Defining “Domestic Violence”

Roula Seghaier, Lebanon

The Lebanese Legal System Engages in what it claims to Prevent

Six people embracing each other in a line with clothes in blue hues, in a yellow background with green lants
Illustration by Ipsita Divedi

Following multiple increasing disasters between the global pandemic, crumbling infrastructure, a devastating Beirut explosion, ongoing protests, and an economy on the verge of default, no legal or governmental action was pursued to alleviate those pains. Instead, the government sought a pat-on-the-back by re-opening a conversation about what constitutes violence against women.  On December 21, 2020, it met once again to amend a law to “protect” women and family from violence, of course only after clearly demarcating what they mean by each of these categories. The Lebanese legislation separates between the penal sphere, realm of the judiciary, and the “personal status” sphere, realm of sectarian rule according to Article 9 of the Constitution. Despite the “progressive” attire of an attempt to pull “women issues” within the judiciary realm, it is only certain women that this reform aims to assist while maintaining the status quo of grander violence intact.

The newly issued law narrowly outlined:

  1. The boundaries of what constitutes violence: 

A civil judge can only interfere in “family affairs” in limited cases amounting what the government considers to be a criminal offense, purposefully preserving the interests of the power-sharing sectarian regime based on the demographic control of the population through the control of its reproductive processes. Criminal offenses thus include murder, abuse, adultery and “prostitution,” resorting to traditional understanding of threats to the family unit and maintaining the protection of its “values.” According to these values, spousal rape is not considered rape or a punishable offense. In addition to that, the law purposefully conflates the concepts of sex work and human trafficking, and increased the penalty for acts that fall within this scope. The definition of violence thus excludes forms of violence that women experience systematically, such as economic violence and more. Furthermore, it sustains the “criminality” of actions that are frequently used to justify violence against women, such as engaging in adultery or sex work.

  1. “Familial relations” 

Family only stands for legal heterosexual marriage and parenthood. The proposal originally attempted to broaden the definition to include the divorcee within its stipulation, to cover the violence perpetrated by men against their ex-wives, especially in relation to child custody. An earlier attempt at broadening “family” also suggested the inclusion of live-in migrant domestic workers (MDWs) within the private household on the grounds that they live with and care for the family. While MDW ought to be considered employees, they are excluded from both national and international labor laws and have no labor protections. The faint attempt to protect them from what is dubbed as gender-based violence through the loose legal language inclusion within the scope of the family has been naïve and a failure. The suggestions have been rejected, and ignored, respectively. 

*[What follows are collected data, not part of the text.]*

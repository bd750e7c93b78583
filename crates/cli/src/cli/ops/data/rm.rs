use clap::Args;
use common::prelude::{FolderOutcome, Storage};

use super::{DataError, EMPTY_FOLDER};
use crate::cli::op::OpContext;

#[derive(Args, Debug, Clone)]
pub struct Rm {
    pub key: String,

    /// Delete every object under the folder `key`
    #[arg(long)]
    pub folder: bool,

    #[arg(long)]
    pub project: Option<String>,
}

impl Rm {
    async fn run(&self, storage: &Storage) -> Result<String, DataError> {
        if !self.folder {
            storage.delete(&self.key).await?;
            return Ok(format!("Deleted {}", self.key));
        }

        Ok(match storage.delete_folder(&self.key).await? {
            FolderOutcome::Completed { objects } => {
                tracing::info!(folder = %self.key, objects, "deleted folder");
                format!("Successfully deleted folder {}", self.key)
            }
            FolderOutcome::Empty | FolderOutcome::Unchanged => EMPTY_FOLDER.to_string(),
        })
    }
}

#[async_trait::async_trait]
impl crate::cli::op::Op for Rm {
    type Error = DataError;
    type Output = String;

    async fn execute(&self, ctx: &OpContext) -> Result<Self::Output, Self::Error> {
        let storage = super::storage(ctx, self.project.as_deref()).await?;
        self.run(&storage).await
    }
}
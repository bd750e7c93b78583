use axum::http::StatusCode;
use axum::response::{IntoResponse, Response};
use axum::Json;

#[tracing::instrument]
pub async fn handler() -> Response {
    (StatusCode::OK, Json(common::build_info!())).into_response()
}
// CLI modules
mod cli;

use clap::{Parser, Subcommand};
use cli::{
    args::Args, op::Op, Billing, Catalog, Config, Data, Init, Job, Keys, Project, Ui, User,
    Version,
};
use common::prelude::SessionEnv;

command_enum! {
    (Config, Config),
    (Init, Init),
    (User, User),
    (Project, Project),
    (Billing, Billing),
    (Keys, Keys),
    (Job, Job),
    (Catalog, Catalog),
    (Data, Data),
    (Ui, Ui),
    (Version, Version),
}

#[tokio::main]
async fn main() {
    let args = Args::parse();

    // `ui` installs its own subscriber
    let guard = match args.command {
        Command::Ui(_) => None,
        _ => Some(epic_cli::process::init_cli_logging()),
    };

    let ctx = cli::op::OpContext::new(args.config_path, SessionEnv::from_env());

    match args.command.execute(&ctx).await {
        Ok(output) => {
            let output = output.to_string();
            if !output.is_empty() {
                println!("{}", output);
            }
        }
        Err(e) => {
            tracing::debug!(error = ?e, "command failed");
            eprintln!("{}", e);
            drop(guard);
            std::process::exit(1);
        }
    }
}
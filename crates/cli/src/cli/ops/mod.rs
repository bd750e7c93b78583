pub mod billing;
pub mod catalog;
pub mod config;
pub mod data;
pub mod init;
pub mod job;
pub mod keys;
pub mod project;
pub mod ui;
pub mod user;
pub mod version;

pub use billing::Billing;
pub use catalog::Catalog;
pub use config::Config;
pub use data::Data;
pub use init::Init;
pub use job::Job;
pub use keys::Keys;
pub use project::Project;
pub use ui::Ui;
pub use user::User;
pub use version::Version;

use clap::ValueEnum;
use common::prelude::ShellFlavor;
use serde::Serialize;

/// `--shell` override for commands that print variable assignments.
#[derive(ValueEnum, Debug, Clone, Copy, PartialEq, Eq)]
pub enum Shell {
    Posix,
    Powershell,
}

impl From<Shell> for ShellFlavor {
    fn from(shell: Shell) -> Self {
        match shell {
            Shell::Posix => ShellFlavor::Posix,
            Shell::Powershell => ShellFlavor::PowerShell,
        }
    }
}

pub(crate) fn shell_flavor(shell: Option<Shell>) -> ShellFlavor {
    shell.map(ShellFlavor::from).unwrap_or_else(ShellFlavor::host)
}

/// JSON with 4-space indentation, matching the config file.
pub(crate) fn pretty_json<T: Serialize>(value: &T) -> Result<String, serde_json::Error> {
    let mut buf = Vec::new();
    let formatter = serde_json::ser::PrettyFormatter::with_indent(b"    ");
    let mut serializer = serde_json::Serializer::with_formatter(&mut buf, formatter);
    value.serialize(&mut serializer)?;
    Ok(String::from_utf8_lossy(&buf).into_owned())
}

#[cfg(test)]
mod tests {
    use super::*;

    #[test]
    fn test_pretty_json_indent() {
        let rendered = pretty_json(&serde_json::json!({"uuid": "abc"})).unwrap();
        assert_eq!(rendered, "{\n    \"uuid\": \"abc\"\n}");
    }
}
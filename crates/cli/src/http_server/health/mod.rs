use axum::routing::get;
use axum::Router;

mod liveness;
mod version;

use crate::UiState;

pub fn router(state: UiState) -> Router<UiState> {
    Router::new()
        .route("/livez", get(liveness::handler))
        .route("/version", get(version::handler))
        .with_state(state)
}
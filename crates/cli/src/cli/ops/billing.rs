use clap::Args;
use common::api::billing::GetBillingRequest;
use common::prelude::ApiError;

use crate::cli::op::ContextError;

#[derive(Args, Debug, Clone)]
pub struct Billing {
    /// Project to report on (defaults to the active project)
    pub project_name: Option<String>,
}

#[derive(Debug, thiserror::Error)]
pub enum BillingError {
    #[error(transparent)]
    Context(#[from] ContextError),
    #[error("Error fetching billing information: {0}")]
    Api(#[from] ApiError),
}

#[async_trait::async_trait]
impl crate::cli::op::Op for Billing {
    type Error = BillingError;
    type Output = String;

    async fn execute(&self, ctx: &crate::cli::op::OpContext) -> Result<Self::Output, Self::Error> {
        let (_, client) = ctx.connect(self.project_name.as_deref())?;
        let limits = client.call(&GetBillingRequest).await?;

        Ok(format!(
            "Billing Information:\n  Monthly Spend to Date: {}",
            limits.spend_to_date()
        ))
    }
}
use clap::Args;

use common::build_info;

#[derive(Args, Debug, Clone)]
pub struct Version;

#[derive(Debug, thiserror::Error)]
pub enum VersionError {
    #[error("Version operation failed: {0}")]
    Failed(String),
}

#[async_trait::async_trait]
impl crate::cli::op::Op for Version {
    type Error = VersionError;
    type Output = String;

    async fn execute(&self, _ctx: &crate::cli::op::OpContext) -> Result<Self::Output, Self::Error> {
        Ok(build_info!().to_string())
    }
}
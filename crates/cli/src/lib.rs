// Dashboard modules (`epic ui`)
pub mod http_server;
pub mod process;
pub mod service_config;

// Shared state: config store, login sessions, bucket stats
pub mod state;

pub use process::{spawn_dashboard, start_dashboard, LaunchError, ShutdownHandle};
pub use service_config::Config as DashboardConfig;
pub use state::{DashboardSession, SessionStorage, StateError, StorageProvider, UiState};
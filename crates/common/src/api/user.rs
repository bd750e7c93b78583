use reqwest::{Client, RequestBuilder, StatusCode};
use serde::{Deserialize, Serialize};

use super::{display_value, endpoint, ApiError, ApiRequest};

/// POST /users (admin only).
#[derive(Clone, Serialize)]
pub struct CreateUserRequest {
    pub username: String,
    pub password: String,
    pub email: String,
}

impl std::fmt::Debug for CreateUserRequest {
    fn fmt(&self, f: &mut std::fmt::Formatter<'_>) -> std::fmt::Result {
        f.debug_struct("CreateUserRequest")
            .field("username", &self.username)
            .field("password", &"<redacted>")
            .field("email", &self.email)
            .finish()
    }
}

#[derive(Debug, Clone, PartialEq, Eq)]
pub enum CreateUserOutcome {
    Created,
    /// 400, carrying the API's `error` message
    Invalid(String),
    /// 409
    AlreadyExists,
}

#[derive(Deserialize)]
struct ValidationBody {
    #[serde(default)]
    error: Option<serde_json::Value>,
}

impl ApiRequest for CreateUserRequest {
    type Response = CreateUserOutcome;

    fn build_request(&self, base_url: &str, client: &Client) -> Result<RequestBuilder, ApiError> {
        Ok(client.post(endpoint(base_url, &["users"])?).json(self))
    }

    fn parse_response(&self, status: StatusCode, body: &str) -> Result<Self::Response, ApiError> {
        match status {
            StatusCode::CREATED => Ok(CreateUserOutcome::Created),
            StatusCode::BAD_REQUEST => {
                let message = serde_json::from_str::<ValidationBody>(body)
                    .ok()
                    .and_then(|b| b.error)
                    .map(|e| display_value(&e))
                    .unwrap_or_else(|| "Bad Request".to_string());
                Ok(CreateUserOutcome::Invalid(message))
            }
            StatusCode::CONFLICT => Ok(CreateUserOutcome::AlreadyExists),
            s => Err(ApiError::from_status(s, body)),
        }
    }
}

/// DELETE /users/{username} (admin only).
#[derive(Debug, Clone)]
pub struct DeleteUserRequest {
    pub username: String,
}

impl ApiRequest for DeleteUserRequest {
    type Response = ();

    fn build_request(&self, base_url: &str, client: &Client) -> Result<RequestBuilder, ApiError> {
        Ok(client.delete(endpoint(base_url, &["users", &self.username])?))
    }

    fn parse_response(&self, status: StatusCode, body: &str) -> Result<Self::Response, ApiError> {
        match status {
            StatusCode::NO_CONTENT => Ok(()),
            StatusCode::NOT_FOUND => Err(ApiError::NotFound(format!(
                "User '{}' not found.",
                self.username
            ))),
            s => Err(ApiError::from_status(s, body)),
        }
    }
}

#[cfg(test)]
mod tests {
    use super::*;

    fn create() -> CreateUserRequest {
        CreateUserRequest {
            username: "bob".to_string(),
            password: "pw".to_string(),
            email: "bob@example.com".to_string(),
        }
    }

    #[test]
    fn test_create_user_outcomes() {
        let request = create();
        assert_eq!(
            request.parse_response(StatusCode::CREATED, "{}").unwrap(),
            CreateUserOutcome::Created
        );
        assert_eq!(
            request
                .parse_response(StatusCode::BAD_REQUEST, r#"{"error": "Password too short"}"#)
                .unwrap(),
            CreateUserOutcome::Invalid("Password too short".to_string())
        );
        assert_eq!(
            request.parse_response(StatusCode::CONFLICT, "").unwrap(),
            CreateUserOutcome::AlreadyExists
        );
        assert!(request
            .parse_response(StatusCode::INTERNAL_SERVER_ERROR, "boom")
            .is_err());
    }

    #[test]
    fn test_create_user_debug_hides_password() {
        assert!(!format!("{:?}", create()).contains("\"pw\""));
    }

    #[test]
    fn test_delete_missing_user() {
        let request = DeleteUserRequest {
            username: "bob".to_string(),
        };
        assert!(request.parse_response(StatusCode::NO_CONTENT, "").is_ok());
        let err = request.parse_response(StatusCode::NOT_FOUND, "").unwrap_err();
        assert_eq!(err.to_string(), "Error: User 'bob' not found.");
    }
}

Funnily enough, after numerous attempts to pass a Standard Unified Contract (SUC) for MDWs in Lebanon, which has no binding power, the proposed text was banned by the highest legislative council in the country. In addition to being opposed by owners of recruitment agencies, it was opposed by the Organization for the Protection of the Privacy of the Family and the Worker. Yes. As ridiculous as the title sounds, the organization composed of employers of MDW in a country where MDW are not allowed to unionize, has denounced “the indifference with which the Ministry of Labor deals with women employers of domestic workers, as they were not invited to any meeting prior to the issuance of the SUC, and their opinion was not taken into account at all.” This yet again proves that “family protection” never seeks to serve women, migrants, or children, never seeks to end VAW or GBV. It only maintains the status quo all the while serenading women about “protecting” them through laws. We simply cannot expect the state to protect us from the violence it imposes on us.